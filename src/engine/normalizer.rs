use chrono::{DateTime, NaiveDate, NaiveDateTime};
use tracing::{debug, info};

use crate::errors::AppError;
use crate::models::config::JournalConfig;
use crate::models::raw::{
    ColumnSchema, RawTable, RawTrade, COL_CLOSE_TIME, COL_COMMISSION, COL_FEES, COL_MARKET,
    COL_OPEN_PRICE, COL_OPEN_TIME, COL_PROFIT, COL_SIDE, COL_SIZE, COL_STOP_LOSS,
    COL_TAKE_PROFIT,
};
use crate::models::trade::{Market, Side, Trade, UNKNOWN_SYMBOL};

const ISO_FORMATS: &[&str] = &[
    "%Y-%m-%d %H:%M:%S%.f",
    "%Y-%m-%dT%H:%M:%S%.f",
    "%Y-%m-%d %H:%M",
    "%Y-%m-%dT%H:%M",
    "%Y/%m/%d %H:%M:%S",
    "%Y/%m/%d %H:%M",
];

const DAY_FIRST_FORMATS: &[&str] = &[
    "%d/%m/%Y %H:%M:%S",
    "%d/%m/%Y %H:%M",
    "%d.%m.%Y %H:%M:%S",
    "%d.%m.%Y %H:%M",
    "%d-%m-%Y %H:%M:%S",
    "%d-%m-%Y %H:%M",
];

const MONTH_FIRST_FORMATS: &[&str] = &["%m/%d/%Y %H:%M:%S", "%m/%d/%Y %H:%M"];

/// Parses the timestamp spellings found in broker exports and manual forms.
#[derive(Debug, Clone)]
pub struct TimestampParser {
    day_first: bool,
    extra_formats: Vec<String>,
}

impl Default for TimestampParser {
    fn default() -> Self {
        TimestampParser {
            day_first: true,
            extra_formats: Vec::new(),
        }
    }
}

impl TimestampParser {
    pub fn new(day_first: bool, extra_formats: Vec<String>) -> Self {
        TimestampParser {
            day_first,
            extra_formats,
        }
    }

    pub fn from_config(config: &JournalConfig) -> Self {
        Self::new(config.day_first, config.timestamp_formats.clone())
    }

    pub fn parse(&self, value: &str) -> Option<NaiveDateTime> {
        let value = value.trim();
        if value.is_empty() {
            return None;
        }

        let (first, second) = if self.day_first {
            (DAY_FIRST_FORMATS, MONTH_FIRST_FORMATS)
        } else {
            (MONTH_FIRST_FORMATS, DAY_FIRST_FORMATS)
        };

        let builtin = ISO_FORMATS.iter().chain(first).chain(second).copied();
        let extra = self.extra_formats.iter().map(String::as_str);
        for fmt in builtin.chain(extra) {
            if let Ok(dt) = NaiveDateTime::parse_from_str(value, fmt) {
                return Some(dt);
            }
        }

        if let Ok(dt) = DateTime::parse_from_rfc3339(value) {
            return Some(dt.naive_local());
        }

        // Date-only cells mean midnight.
        let date_formats: &[&str] = if self.day_first {
            &["%Y-%m-%d", "%d/%m/%Y", "%m/%d/%Y"]
        } else {
            &["%Y-%m-%d", "%m/%d/%Y", "%d/%m/%Y"]
        };
        date_formats
            .iter()
            .find_map(|fmt| NaiveDate::parse_from_str(value, fmt).ok())
            .and_then(|d| d.and_hms_opt(0, 0, 0))
    }
}

/// Validate and parse a raw table, then apply [`normalize_trades`].
///
/// Fails with [`AppError::MissingFields`] before looking at any row when a
/// required column is absent. Any bad row aborts the whole batch.
pub fn normalize_table(table: &RawTable, parser: &TimestampParser) -> Result<Vec<Trade>, AppError> {
    let missing = table.schema.missing_required();
    if !missing.is_empty() {
        return Err(AppError::MissingFields(missing));
    }

    let trades = table
        .rows
        .iter()
        .enumerate()
        .map(|(i, raw)| parse_row(i + 1, raw, &table.schema, parser))
        .collect::<Result<Vec<_>, _>>()?;

    normalize_trades(&trades)
}

/// Reject trades closing before they open and drop breakeven trades.
/// The input slice is left untouched.
pub fn normalize_trades(trades: &[Trade]) -> Result<Vec<Trade>, AppError> {
    if let Some((i, t)) = trades
        .iter()
        .enumerate()
        .find(|(_, t)| t.close_time < t.open_time)
    {
        return Err(AppError::InvalidRow {
            row: i + 1,
            message: format!(
                "close time {} is before open time {}",
                t.close_time, t.open_time
            ),
        });
    }

    let kept: Vec<Trade> = trades.iter().filter(|t| !t.is_breakeven()).cloned().collect();
    let dropped = trades.len() - kept.len();
    if dropped > 0 {
        info!("Dropped {} breakeven trades out of {}", dropped, trades.len());
    }
    debug!("Normalized {} trades", kept.len());
    Ok(kept)
}

fn parse_row(
    row: usize,
    raw: &RawTrade,
    schema: &ColumnSchema,
    parser: &TimestampParser,
) -> Result<Trade, AppError> {
    let missing: Vec<&str> = [
        (COL_PROFIT, &raw.profit_usd),
        (COL_OPEN_TIME, &raw.open_time),
        (COL_CLOSE_TIME, &raw.close_time),
    ]
    .into_iter()
    .filter(|(_, cell)| cell_text(cell).is_none())
    .map(|(name, _)| name)
    .collect();
    if !missing.is_empty() {
        return Err(AppError::InvalidRow {
            row,
            message: format!("missing required fields: {}", missing.join(", ")),
        });
    }

    let profit_usd = parse_number(row, COL_PROFIT, &raw.profit_usd)?.unwrap_or_default();
    let open_time = parse_time(row, COL_OPEN_TIME, &raw.open_time, parser)?;
    let close_time = parse_time(row, COL_CLOSE_TIME, &raw.close_time, parser)?;

    let symbol = if schema.has_symbol {
        cell_text(&raw.symbol)
            .map(str::to_uppercase)
            .unwrap_or_else(|| UNKNOWN_SYMBOL.to_string())
    } else {
        UNKNOWN_SYMBOL.to_string()
    };

    let side = if schema.has_side {
        parse_enum::<Side>(row, COL_SIDE, &raw.side)?
    } else {
        None
    };
    let market = if schema.has_market {
        parse_enum::<Market>(row, COL_MARKET, &raw.market)?.unwrap_or_default()
    } else {
        Market::default()
    };
    let portfolio = if schema.has_portfolio {
        cell_text(&raw.portfolio).map(str::to_string)
    } else {
        None
    };

    let optional = |present: bool, column: &str, cell: &Option<String>| {
        if present {
            parse_number(row, column, cell)
        } else {
            Ok(None)
        }
    };

    Ok(Trade {
        market,
        portfolio,
        symbol,
        side,
        open_time,
        close_time,
        size: optional(schema.has_size, COL_SIZE, &raw.size)?,
        open_price: optional(schema.has_open_price, COL_OPEN_PRICE, &raw.open_price)?,
        commission: optional(schema.has_commission, COL_COMMISSION, &raw.commission)?
            .unwrap_or(0.0),
        fees: optional(schema.has_fees, COL_FEES, &raw.fees)?.unwrap_or(0.0),
        profit_usd,
        take_profit: optional(schema.has_take_profit, COL_TAKE_PROFIT, &raw.take_profit)?,
        stop_loss: optional(schema.has_stop_loss, COL_STOP_LOSS, &raw.stop_loss)?,
    })
}

fn cell_text(cell: &Option<String>) -> Option<&str> {
    cell.as_deref().map(str::trim).filter(|s| !s.is_empty())
}

fn parse_number(row: usize, column: &str, cell: &Option<String>) -> Result<Option<f64>, AppError> {
    let Some(text) = cell_text(cell) else {
        return Ok(None);
    };
    match text.parse::<f64>() {
        Ok(v) if v.is_finite() => Ok(Some(v)),
        Ok(_) => Err(parse_error(row, column, format!("'{}' is not a finite number", text))),
        Err(e) => Err(parse_error(row, column, format!("'{}': {}", text, e))),
    }
}

fn parse_time(
    row: usize,
    column: &str,
    cell: &Option<String>,
    parser: &TimestampParser,
) -> Result<NaiveDateTime, AppError> {
    let text = cell_text(cell).unwrap_or_default();
    parser
        .parse(text)
        .ok_or_else(|| parse_error(row, column, format!("unrecognized timestamp '{}'", text)))
}

fn parse_enum<T>(row: usize, column: &str, cell: &Option<String>) -> Result<Option<T>, AppError>
where
    T: std::str::FromStr<Err = String>,
{
    cell_text(cell)
        .map(|text| text.parse::<T>().map_err(|e| parse_error(row, column, e)))
        .transpose()
}

fn parse_error(row: usize, column: &str, message: String) -> AppError {
    AppError::Parse {
        row,
        column: column.to_string(),
        message,
    }
}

____

** What the task asks **
From the entries above, pull out each line that includes "usize".

** Answer area **
    row: usize,
fn parse_number(row: usize, column: &str, cell: &Option<String>) -> Result<Option<f64>, AppError> {
    row: usize,
fn parse_enum<T>(row: usize, column: &str, cell: &Option<String>) -> Result<Option<T>, AppError>
fn parse_error(row: usize, column: &str, message: String) -> AppError {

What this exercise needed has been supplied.